It is America's dirty little secret that suburban growth exploded after cities began integrating their schools.

Americans only think they like living in the suburbs. Or rather, they think they're supposed to, because that's the way of life that's promoted relentlessly as the ideal in the commercial media. Yet every suburbanite I've ever spoken to complains about traffic, and as one of my bumper stickers says, "Hate traffic? YOU are the traffic." They complain about their lives being so hectic, and yet they wouldn't have such hectic lives if they didn'thave to drive miles to do everything.
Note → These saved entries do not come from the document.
//! Hardware sample source
//!
//! Wraps a [`SensorDevice`] and turns its fetch-then-read interface into
//! [`SensorSample`]s. A missing or failing device never stops the
//! acquisition loop: the provider substitutes [`SensorSample::FALLBACK`].

use core::fmt;

use climasense_hal::{DeviceError, SensorChannel, SensorDevice, SensorValue};

use crate::sample::SensorSample;

/// Errors from a single acquisition attempt
#[derive(Debug, Clone, Copy, PartialEq, Eq)]
#[cfg_attr(feature = "defmt", derive(defmt::Format))]
pub enum AcquisitionError {
    /// No device handle, or the device reports not ready
    DeviceUnavailable,
    /// Triggering the measurement failed
    FetchFailed(DeviceError),
    /// Reading a latched channel value failed
    ChannelFailed(SensorChannel, DeviceError),
}

impl fmt::Display for AcquisitionError {
    fn fmt(&self, f: &mut fmt::Formatter<'_>) -> fmt::Result {
        match self {
            AcquisitionError::DeviceUnavailable => f.write_str("sensor device unavailable"),
            AcquisitionError::FetchFailed(err) => write!(f, "sample fetch failed: {}", err),
            AcquisitionError::ChannelFailed(channel, err) => {
                write!(f, "reading {:?} failed: {}", channel, err)
            }
        }
    }
}

/// Uninhabited device type for nodes built without a sensor
///
/// `HardwareSource<NoDevice>` can only ever be constructed with `None`,
/// so every acquisition reports [`AcquisitionError::DeviceUnavailable`].
#[derive(Debug, Clone, Copy, PartialEq, Eq)]
pub enum NoDevice {}

impl SensorDevice for NoDevice {
    fn is_ready(&mut self) -> bool {
        match *self {}
    }

    fn fetch(&mut self) -> Result<(), DeviceError> {
        match *self {}
    }

    fn channel(&mut self, _channel: SensorChannel) -> Result<SensorValue, DeviceError> {
        match *self {}
    }
}

/// Sample source backed by a physical sensor
#[derive(Debug)]
pub struct HardwareSource<D> {
    /// Device handle (`None` when bring-up could not resolve it)
    device: Option<D>,
    /// Warm-up read completed
    initialized: bool,
    /// Error from the most recent acquisition, if it failed
    last_error: Option<AcquisitionError>,
    /// Number of acquisitions that fell back to the default sample
    fallbacks: u32,
}

impl<D: SensorDevice> HardwareSource<D> {
    /// Wrap a device handle
    pub fn new(device: Option<D>) -> Self {
        Self {
            device,
            initialized: false,
            last_error: None,
            fallbacks: 0,
        }
    }

    /// Verify readiness and perform one warm-up read
    ///
    /// The warm-up sample is discarded. Failure is not fatal: the source
    /// keeps working in degraded mode and is not retried automatically,
    /// though [`next`](Self::next) still checks readiness on every call.
    pub fn init(&mut self) -> Result<(), AcquisitionError> {
        match self.next() {
            Ok(sample) => {
                info!("Sensor ready, warm-up read: {}", sample);
                self.initialized = true;
                Ok(())
            }
            Err(err) => {
                warn!("Sensor init failed: {:?}; using fallback readings", err);
                self.initialized = false;
                Err(err)
            }
        }
    }

    /// Acquire one sample from the device
    pub fn next(&mut self) -> Result<SensorSample, AcquisitionError> {
        let result = match self.device.as_mut() {
            Some(device) => read_sample(device),
            None => Err(AcquisitionError::DeviceUnavailable),
        };
        self.last_error = result.err();
        result
    }

    /// Acquire one sample, substituting the fallback reading on failure
    pub fn next_or_fallback(&mut self) -> SensorSample {
        match self.next() {
            Ok(sample) => sample,
            Err(err) => {
                self.fallbacks = self.fallbacks.saturating_add(1);
                warn!("Sensor read failed: {:?}; using fallback reading", err);
                SensorSample::FALLBACK
            }
        }
    }

    /// Whether the warm-up read in [`init`](Self::init) succeeded
    pub fn is_initialized(&self) -> bool {
        self.initialized
    }

    /// Error from the most recent acquisition
    pub fn last_error(&self) -> Option<AcquisitionError> {
        self.last_error
    }

    /// Number of fallback readings substituted so far
    pub fn fallback_count(&self) -> u32 {
        self.fallbacks
    }

    /// Mutable access to the wrapped device
    pub fn device_mut(&mut self) -> Option<&mut D> {
        self.device.as_mut()
    }
}

/// Fetch then read both channels
fn read_sample<D: SensorDevice>(device: &mut D) -> Result<SensorSample, AcquisitionError> {
    if !device.is_ready() {
        return Err(AcquisitionError::DeviceUnavailable);
    }

    device.fetch().map_err(AcquisitionError::FetchFailed)?;

    let temperature = read_channel(device, SensorChannel::AmbientTemperature)?;
    let humidity = read_channel(device, SensorChannel::RelativeHumidity)?;

    Ok(SensorSample::new(temperature, humidity))
}

fn read_channel<D: SensorDevice>(
    device: &mut D,
    channel: SensorChannel,
) -> Result<f64, AcquisitionError> {
    device
        .channel(channel)
        .map(SensorValue::to_f64)
        .map_err(|err| AcquisitionError::ChannelFailed(channel, err))
}

#[cfg(test)]
pub(crate) mod tests {
    use super::*;

    /// Scriptable sensor device
    #[derive(Debug, Clone)]
    pub(crate) struct FakeDevice {
        pub ready: bool,
        pub fetch_result: Result<(), DeviceError>,
        pub temperature: Result<SensorValue, DeviceError>,
        pub humidity: Result<SensorValue, DeviceError>,
        pub fetches: u32,
    }

    impl FakeDevice {
        pub(crate) fn reading(temperature: SensorValue, humidity: SensorValue) -> Self {
            Self {
                ready: true,
                fetch_result: Ok(()),
                temperature: Ok(temperature),
                humidity: Ok(humidity),
                fetches: 0,
            }
        }
    }

    impl SensorDevice for FakeDevice {
        fn is_ready(&mut self) -> bool {
            self.ready
        }

        fn fetch(&mut self) -> Result<(), DeviceError> {
            self.fetches += 1;
            self.fetch_result
        }

        fn channel(&mut self, channel: SensorChannel) -> Result<SensorValue, DeviceError> {
            match channel {
                SensorChannel::AmbientTemperature => self.temperature,
                SensorChannel::RelativeHumidity => self.humidity,
            }
        }
    }

    fn typical() -> FakeDevice {
        FakeDevice::reading(SensorValue::new(25, 340_000), SensorValue::new(48, 750_000))
    }

    #[test]
    fn test_combines_major_and_micro() {
        let mut source = HardwareSource::new(Some(typical()));
        let sample = source.next().unwrap();
        assert!((sample.temperature_c - 25.34).abs() < 1e-9);
        assert!((sample.humidity_rh - 48.75).abs() < 1e-9);
        assert_eq!(source.last_error(), None);
    }

    #[test]
    fn test_not_ready_falls_back() {
        let mut device = typical();
        device.ready = false;
        let mut source = HardwareSource::new(Some(device));

        assert_eq!(source.next(), Err(AcquisitionError::DeviceUnavailable));

        let sample = source.next_or_fallback();
        assert_eq!(sample, SensorSample::new(20.0, 40.0));
        assert_eq!(source.last_error(), Some(AcquisitionError::DeviceUnavailable));
        assert_eq!(source.fallback_count(), 1);
    }

    #[test]
    fn test_missing_device_falls_back() {
        let mut source = HardwareSource::<NoDevice>::new(None);
        assert_eq!(source.next(), Err(AcquisitionError::DeviceUnavailable));
        assert_eq!(source.next_or_fallback(), SensorSample::FALLBACK);
    }

    #[test]
    fn test_fetch_failure() {
        let mut device = typical();
        device.fetch_result = Err(DeviceError::Timeout);
        let mut source = HardwareSource::new(Some(device));

        assert_eq!(
            source.next(),
            Err(AcquisitionError::FetchFailed(DeviceError::Timeout))
        );
        assert_eq!(source.next_or_fallback(), SensorSample::FALLBACK);
    }

    #[test]
    fn test_channel_failure() {
        let mut device = typical();
        device.humidity = Err(DeviceError::Crc);
        let mut source = HardwareSource::new(Some(device));

        assert_eq!(
            source.next(),
            Err(AcquisitionError::ChannelFailed(
                SensorChannel::RelativeHumidity,
                DeviceError::Crc
            ))
        );
    }

    #[test]
    fn test_fallback_only_for_failed_tick() {
        let mut source = HardwareSource::new(Some(typical()));
        source.device_mut().unwrap().fetch_result = Err(DeviceError::Bus);
        assert_eq!(source.next_or_fallback(), SensorSample::FALLBACK);

        source.device_mut().unwrap().fetch_result = Ok(());
        let sample = source.next_or_fallback();
        assert!((sample.temperature_c - 25.34).abs() < 1e-9);
        assert_eq!(source.last_error(), None);
        assert_eq!(source.fallback_count(), 1);
    }

    #[test]
    fn test_init_warm_up() {
        let mut source = HardwareSource::new(Some(typical()));
        assert!(source.init().is_ok());
        assert!(source.is_initialized());
        assert_eq!(source.device_mut().unwrap().fetches, 1);
    }

    #[test]
    fn test_init_failure_is_not_fatal() {
        let mut device = typical();
        device.ready = false;
        let mut source = HardwareSource::new(Some(device));

        assert_eq!(source.init(), Err(AcquisitionError::DeviceUnavailable));
        assert!(!source.is_initialized());

        // Device comes up later; readiness is checked on every read
        source.device_mut().unwrap().ready = true;
        assert!(source.next().is_ok());
    }
}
Just as an example, here in my neighborhood of Minneapolis, if I want to rent a video, I walk six blocks down tree-lined streets. If I want to get Vietnamese food, I go around the block. I can walk to a bakery, a hardware store, an ice cream parlor, a food co-op, a locally owned coffee shop, a public library, four restaurants, a regular supermarket, and a dry cleaner. If I feel ambitious and half an extra half hour to spare, I can walk through pleasant residential neighborhoods to the bank and post office, and if I choose to drive, it's five minutes. If I had children, they could walk to school for K-12. I can hop a bus downtown, to a major shopping mall, and to points in between.

My youngest brother lives with nothing but houses for miles around. I've gone to the nearest Vietnamese restaurant--a ten-minute drive away. The video store is off ten minutes in the other direction from their house. I have no idea where they get groceries, but it's not anywhere near their house. Work is a 30-minute traffic-choked drive away on a good day.

With their lack of natural community centers, suburbs are fertile ground for fundamentalist churches, and even for the non-religious, suburban life promotes a sense of isolation from one's neighbors and from the cities that suburbs feed off.

It has nothing to do with snobbery, just a feeling that suburban life does not make sense, either environmentally or sociologically.

Nobody in the Democratic Party is going to ban suburbs. But a lot of us feel that people should have alternatives to suburban living and that this country should not be set up so that people are forced to drive everywhere.

By the way, I spent ages 11 to 18 in an outer suburb and ages 32 to 34 in an inner suburb. Every relative I have in the world currently lives in the outer suburbs, and about half of them do so because they don't want to have to look at black people.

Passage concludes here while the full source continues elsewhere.